• _WORK REQUEST_
Search the material below for "String" and copy every line where it occurs.
*** Opening RECORDS FOR THIS EXERCISE ***
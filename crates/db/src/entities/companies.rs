//! `SeaORM` Entity for companies table.

use sea_orm::entity::prelude::*;
use serde::{Deserialize, Serialize};

#[derive(Clone, Debug, PartialEq, DeriveEntityModel, Eq, Serialize, Deserialize)]
#[sea_orm(table_name = "companies")]
pub struct Model {
    #[sea_orm(primary_key, auto_increment = false)]
    pub id: Uuid,
    pub name: String,
    pub currency: String,
    pub country: String,
    pub created_at: DateTimeWithTimeZone,
    pub updated_at: DateTimeWithTimeZone,
}

#[derive(Copy, Clone, Debug, EnumIter, DeriveRelation)]
pub enum Relation {
    #[sea_orm(has_many = "super::users::Entity")]
    Users,
    #[sea_orm(has_many = "super::expenses::Entity")]
    Expenses,
    #[sea_orm(has_many = "super::approval_flows::Entity")]
    ApprovalFlows,
    #[sea_orm(has_many = "super::approval_rules::Entity")]
    ApprovalRules,
}

impl Related<super::users::Entity> for Entity {
    fn to() -> RelationDef {
        Relation::Users.def()
    }
}

impl Related<super::expenses::Entity> for Entity {
    fn to() -> RelationDef {
        Relation::Expenses.def()
    }
}

impl Related<super::approval_flows::Entity> for Entity {
    fn to() -> RelationDef {
        Relation::ApprovalFlows.def()
    }
}

impl Related<super::approval_rules::Entity> for Entity {
    fn to() -> RelationDef {
        Relation::ApprovalRules.def()
    }
}

impl ActiveModelBehavior for ActiveModel {}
*** Closing RECORDS FOR THIS EXERCISE ***
• _TASK RESPONSE_
    pub name: String,
    pub currency: String,
    pub country: String,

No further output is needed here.